The choices that states and insurers make always influence the size and relative health of the individual insurance market. In 2018, the impact of these choices will be magnified. Some states like California will see average actuarial value of purchased plans increase even as the cost barrier to purchase Bronze, Gold and Platinum plans declines. Other states are gambling that the basic market conditions in 2018 will be the same as they were in 2017 despite significant legal, political and policy risk. Those states are assuming that the federal government will continue to make CSR payments — but participating insurers are, to varying degrees, pricing in the risk that those payments will stop. As a result, this choice could result in reduced affordability for unsubsidized prospective enrollees.

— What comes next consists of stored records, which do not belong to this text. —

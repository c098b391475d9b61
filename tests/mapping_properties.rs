//! Property tests for the coordinate mapper, tick layout and pie hit testing.
//!
//! Run: cargo test --test mapping_properties

#![allow(clippy::unwrap_used)]

use approx::assert_relative_eq;
use canvasplot::axis::{AxisChoice, AxisIndex, AxisPatch};
use canvasplot::color::Rgba;
use canvasplot::figure::{bezier_path, BezierParams, InteractiveElement, PieFragment};
use canvasplot::geometry::Point;
use canvasplot::mapper::CoordinateMapper;
use canvasplot::region::Region;
use canvasplot::surface::PathSegment;
use proptest::prelude::*;

fn mapper(width: f64, height: f64, x: (f64, f64), y: (f64, f64), y2: (f64, f64)) -> CoordinateMapper {
    let region = Region::new(0.0, 0.0, width, height, 30.0).unwrap();
    let mut mapper = CoordinateMapper::new(region).unwrap();
    mapper.set_axis(AxisIndex::X, &AxisPatch::range(x.0, x.1));
    mapper.set_axis(AxisIndex::Y, &AxisPatch::range(y.0, y.1));
    mapper.set_axis(AxisIndex::Y2, &AxisPatch::range(y2.0, y2.1));
    mapper.reload().unwrap();
    mapper
}

/// `(min, max)` with a span of at least 1.
fn range() -> impl Strategy<Value = (f64, f64)> {
    (-1000.0f64..1000.0, 1.0f64..1000.0).prop_map(|(min, span)| (min, min + span))
}

proptest! {
    #![proptest_config(ProptestConfig::with_cases(200))]

    #[test]
    fn prop_pixel_round_trip(
        width in 100.0f64..1000.0,
        height in 100.0f64..1000.0,
        x in range(),
        y in range(),
        y2 in range(),
        px in 0.0f64..1000.0,
        py in 0.0f64..1000.0,
        secondary in any::<bool>(),
    ) {
        let m = mapper(width, height, x, y, y2);
        let choice = if secondary { AxisChoice::Secondary } else { AxisChoice::Primary };
        let data = m.pixel_to_data(px, py, choice);
        let back = m.data_to_pixel(data.x, data.y, choice);
        prop_assert!((back.x - px).abs() < 1e-6);
        prop_assert!((back.y - py).abs() < 1e-6);
    }

    #[test]
    fn prop_range_corners_hit_plot_corners(
        width in 100.0f64..1000.0,
        height in 100.0f64..1000.0,
        x in range(),
        y in range(),
    ) {
        let m = mapper(width, height, x, y, (0.0, 1.0));
        let plot = m.region().plot_area();
        let bottom_left = m.data_to_pixel(x.0, y.0, AxisChoice::Primary);
        let top_right = m.data_to_pixel(x.1, y.1, AxisChoice::Primary);
        prop_assert!((bottom_left.x - plot.left()).abs() < 1e-6);
        prop_assert!((bottom_left.y - plot.bottom()).abs() < 1e-6);
        prop_assert!((top_right.x - plot.right()).abs() < 1e-6);
        prop_assert!((top_right.y - plot.top()).abs() < 1e-6);
    }

    #[test]
    fn prop_resize_scales_ratio(width in 100.0f64..1000.0, factor in 0.5f64..4.0) {
        let mut m = mapper(width, 300.0, (0.0, 100.0), (0.0, 10.0), (0.0, 1.0));
        let before = m.axis(AxisIndex::X).ratio();
        let old_plot = m.region().plot_width();
        let new_width = 60.0 + old_plot * factor;
        m.resize(new_width, 300.0).unwrap();
        m.reload().unwrap();
        let after = m.axis(AxisIndex::X).ratio();
        prop_assert!((after / before - factor).abs() < 1e-9);
    }

    #[test]
    fn prop_tick_count(span in 1.0f64..1000.0, major in 0.5f64..100.0) {
        let m = {
            let region = Region::new(0.0, 0.0, 300.0, 300.0, 30.0).unwrap();
            let mut m = CoordinateMapper::new(region).unwrap();
            m.set_axis(AxisIndex::X, &AxisPatch::range(0.0, span).ticks(major, major));
            m.reload().unwrap();
            m
        };
        let intervals = span / major;
        // Near exact multiples the float quotient may land on either side.
        prop_assume!((intervals - intervals.round()).abs() > 1e-6);
        let count = m.axis(AxisIndex::X).major_ticks().count();
        prop_assert_eq!(count, intervals.floor() as usize + 1);
        prop_assert!(m.axis(AxisIndex::X).major_ticks().all(|t| t.value <= span + 1e-6));
    }

    #[test]
    fn prop_pie_mid_angle(
        start in 0.0f64..350.0,
        sweep in 1.0f64..10.0,
        radius in 10.0f64..200.0,
    ) {
        let center = Point::new(250.0, 250.0);
        let end = start + sweep;
        let fragment = PieFragment::new(center, radius, start, end, "w", 1.0, Rgba::RED);
        let mid = (start + end) / 2.0;
        let (sin, cos) = mid.to_radians().sin_cos();
        let inside = Point::new(center.x + 0.5 * radius * cos, center.y + 0.5 * radius * sin);
        let outside = Point::new(center.x + 1.1 * radius * cos, center.y + 1.1 * radius * sin);
        prop_assert!(fragment.contains(inside));
        prop_assert!(!fragment.contains(outside));
    }
}

#[test]
fn bottom_centre_of_plot_area() {
    let m = mapper(300.0, 300.0, (0.0, 100.0), (0.0, 240.0), (0.0, 240.0));
    let p = m.data_to_pixel(50.0, 0.0, AxisChoice::Primary);
    assert_relative_eq!(p.x, 150.0);
    assert_relative_eq!(p.y, 270.0);
}

#[test]
fn hundred_unit_axis_tick_counts() {
    let region = Region::new(0.0, 0.0, 300.0, 300.0, 30.0).unwrap();
    let mut m = CoordinateMapper::new(region).unwrap();
    m.set_axis_bounds(0, &AxisPatch::range(0.0, 100.0).ticks(100.0, 10.0));
    m.reload().unwrap();
    assert_eq!(m.axis(AxisIndex::X).major_ticks().count(), 2);
    assert_eq!(m.axis(AxisIndex::X).minor_ticks().count(), 11);
}

#[test]
fn exact_multiple_tick_counts() {
    for (span, major, expected) in [(1.0, 0.1, 11), (0.3, 0.1, 4), (100.0, 25.0, 5)] {
        let region = Region::new(0.0, 0.0, 300.0, 300.0, 30.0).unwrap();
        let mut m = CoordinateMapper::new(region).unwrap();
        m.set_axis(AxisIndex::X, &AxisPatch::range(0.0, span).ticks(major, major));
        m.reload().unwrap();
        assert_eq!(m.axis(AxisIndex::X).major_ticks().count(), expected, "span {span} / {major}");
    }
}

#[test]
fn two_point_bezier_is_straight() {
    let a = Point::new(10.0, 40.0);
    let b = Point::new(90.0, 5.0);
    let path = bezier_path(&[a, b], BezierParams::default());
    assert_eq!(path.segments()[1], PathSegment::CubicTo { c1: a, c2: b, to: b });
}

If the federal government defaults on its obligation to reimburse insurers for providing CSR as required by statute, insurers must price in the additional actuarial value that CSR provides. The most efficient way to do this is to concentrate the additional premium in plans that provide the additional AV. Short of pricing CSR-enhanced Silver plans precisely according to their actual AV, which no state has done, the nearest states can come is to encourage or instruct insurers to increase the premium for on-exchange Silver plans only. Under this pricing scheme, virtually all enrollees who choose Silver should be eligible for “strong” CSR (AV 94 percent or 87 percent), making it feasible to price on-exchange Silver at Platinum levels. For enrollees above 200 percent FPL, as noted above, Gold plans will be less expensive than similar Silver plans .
Going this route holds most enrollees harmless while actually improving affordability and comprehensiveness of coverage for enrollees with incomes between 200-400 percent FPL, an income group in which takeup of marketplace offerings has been weak. The only loser under this aggressive risk management measure is the federal government, since it will have to pay larger premium subsidies to offset the more expensive silver plans. But Congress can cut those losses by appropriating the funds that the ACA instructs the Treasury to pay to insurers as CSR reimbursement. 2018 rates are mostly locked in at this point. But appropriating funding for 2019 CSRs — well in advance of the rate preparation and filing period in early 2018 — would result in a more stable individual market and smaller premium subsidies in 2019.